Kate Mueller has made art all her life, with frequent and sometimes lengthy hiatuses. In her early to mid-twenties, she lived in New York City where she did large surreal oil paintings in her Manhattan loft. Starting in her late twenties, after a move to Vermont, she began working in pastel. For about fifteen years, Mueller worked exclusively from the figure, eventually expanding into portraits and landscapes, in both pastel and oil. She works nearly always from life, from models and plein air. During the pandemic, she returned to oil, creating abstract paintings incorporating biomorphic shapes.

Mueller studied at Goddard College, Vermont, with Anci Bozena Slovak and James Gahagan and took classes at the Art Students League, in New York, with Morton Kaish and Gabriel Laderman. For years she attended, on and off, the Thursday night art group in Montpelier, mentored by the late Billy Brauer. She has exhibited throughout Vermont, including the Governor’s Corridor, the Vermont Arts Council, both in Montpelier, and Art in the Round Barn, Waitsfield. She was a featured artist at the Chaffee Art Center, Rutland, and has had solo exhibits at Dibden Gallery (now Julian Scott Memorial Gallery), Johnson State College (now Northern Vermont University), and Christine Price Gallery, Castleton University, among other places. Her work is held privately, both nationally and internationally.

Artist’s Statement

I have a certain impatience with artists’ statements. I’m a writer as well as a visual artist, so I appreciate the power of words. But though words can inform and direct, they can also be a distracting window dressing. If your mode is visual then the visual should deliver. That being said, I do have some wordy reflections about my art.

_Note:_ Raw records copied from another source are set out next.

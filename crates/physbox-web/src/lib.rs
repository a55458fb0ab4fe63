pub mod runner;
#[cfg(not(target_arch = "wasm32"))]
pub mod native;

pub use runner::GameRunner;

// Used by `export_game!` so game crates need not depend on these directly.
#[doc(hidden)]
pub use console_error_panic_hook;
#[doc(hidden)]
pub use console_log;
#[doc(hidden)]
pub use log;
pub use physbox_engine;

/// Generate all `#[wasm_bindgen]` exports for a game.
///
/// Generates:
/// - `thread_local!` storage for the GameRunner
/// - `with_runner()` helper function
/// - All wasm-bindgen exports (game_init, game_tick, input handlers, frame accessors)
///
/// The page renders from `get_frame_json()` after every `game_tick(dt)`.
///
/// # Usage
///
/// ```ignore
/// use wasm_bindgen::prelude::*;
///
/// mod game;
/// use game::MyGame;
///
/// physbox_web::export_game!(MyGame, "my-game");
/// ```
///
/// # Arguments
///
/// - `$game_type`: The game struct type that implements `physbox_engine::Game`
///   and has a `new()` constructor
/// - `$game_name`: A string literal used in the initialization log message
#[macro_export]
macro_rules! export_game {
    ($game_type:ty, $game_name:literal) => {
        use std::cell::RefCell;
        use $crate::physbox_engine::{InputEvent, Key, MouseButton};

        thread_local! {
            static RUNNER: RefCell<Option<$crate::GameRunner<$game_type>>> = RefCell::new(None);
        }

        fn with_runner<R>(f: impl FnOnce(&mut $crate::GameRunner<$game_type>) -> R) -> R {
            RUNNER.with(|cell| {
                let mut borrow = cell.borrow_mut();
                let runner = borrow.as_mut().expect("Game not initialized. Call game_init() first.");
                f(runner)
            })
        }

        #[wasm_bindgen]
        pub fn game_init() {
            $crate::console_error_panic_hook::set_once();
            let _ = $crate::console_log::init_with_level($crate::log::Level::Info);

            let game = <$game_type>::new();
            let runner = $crate::GameRunner::new(game);

            RUNNER.with(|cell| {
                *cell.borrow_mut() = Some(runner);
            });

            with_runner(|r| r.init());
            $crate::log::info!("{}: initialized", $game_name);
        }

        /// Replace the game's settings with a JSON document and restart.
        #[wasm_bindgen]
        pub fn game_load_config(json: &str) -> Result<(), JsError> {
            with_runner(|r| r.load_config(json)).map_err(|e| JsError::new(&e.to_string()))
        }

        /// Advance one frame; `dt` is the real time since the last call, in seconds.
        #[wasm_bindgen]
        pub fn game_tick(dt: f32) {
            with_runner(|r| r.tick(dt));
        }

        #[wasm_bindgen]
        pub fn game_button_down(button: u8, x: f32, y: f32) {
            let button = MouseButton::from_index(button);
            with_runner(|r| r.push_input(InputEvent::ButtonDown { button, x, y }));
        }

        #[wasm_bindgen]
        pub fn game_button_up(button: u8, x: f32, y: f32) {
            let button = MouseButton::from_index(button);
            with_runner(|r| r.push_input(InputEvent::ButtonUp { button, x, y }));
        }

        #[wasm_bindgen]
        pub fn game_pointer_move(x: f32, y: f32) {
            with_runner(|r| r.push_input(InputEvent::PointerMove { x, y }));
        }

        #[wasm_bindgen]
        pub fn game_wheel(delta: f32) {
            with_runner(|r| r.push_input(InputEvent::Wheel { delta }));
        }

        #[wasm_bindgen]
        pub fn game_key_down(key_code: u32) {
            let key = Key::from_code(key_code);
            with_runner(|r| r.push_input(InputEvent::KeyDown { key }));
        }

        #[wasm_bindgen]
        pub fn game_key_up(key_code: u32) {
            let key = Key::from_code(key_code);
            with_runner(|r| r.push_input(InputEvent::KeyUp { key }));
        }

        #[wasm_bindgen]
        pub fn game_quit() {
            with_runner(|r| r.push_input(InputEvent::Quit));
        }

        // ---- Data accessors ----

        #[wasm_bindgen]
        pub fn get_frame_json() -> Result<String, JsError> {
            with_runner(|r| r.frame_json()).map_err(|e| JsError::new(&e.to_string()))
        }

        #[wasm_bindgen]
        pub fn is_running() -> bool {
            with_runner(|r| r.is_running())
        }

        #[wasm_bindgen]
        pub fn get_world_width() -> f32 {
            with_runner(|r| r.world_width())
        }

        #[wasm_bindgen]
        pub fn get_world_height() -> f32 {
            with_runner(|r| r.world_height())
        }
    };
}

Though I consider myself to be quite political, I don’t see my art as an arena for that, per se. My art has to do with some visceral pulse or rhythm, and if perchance what I produce becomes political, so be it, but I don’t go there intentionally.

Visual art is all about seeing, a sense, and so is in its essence, its essentiality, a sensual experience. Color and form and something that engages eye and brain, gut and groin. I can’t get away from that basic experience nor do I want to. Rather, I relish it. I happen to like faces and bodies and trees. But sometimes I think it really doesn’t matter what the subject is. It could be flowers in a vase. Litter in a gutter. A flayed rabbit. A forest on fire. I see each piece as a snapshot of some bigger matrix, a fragment of the all.

When I work in the studio, I find it difficult to determine when a piece is finished. The painting or pastel keeps changing on me—shapes become more simplified than more complex, colors keep shifting. Deciding when to stop can seem almost arbitrary—sometimes more a point of exhaustion than some big aha moment. Sitting in my studio, surrounded by various pieces-in-progress, their colors and curves start to connect and flow into one another, and I feel as if I’m working on one big painting, with each individual piece a brief surfacing, one focused moment of expression. Underneath is some big shape-shifting feeling, a giant refracting fractal of color and shape. I tune into a rhythm and deliver on the page a fragment of that big fractal, and as a fragment, something of the whole may be inherent in it. Or so the hope is.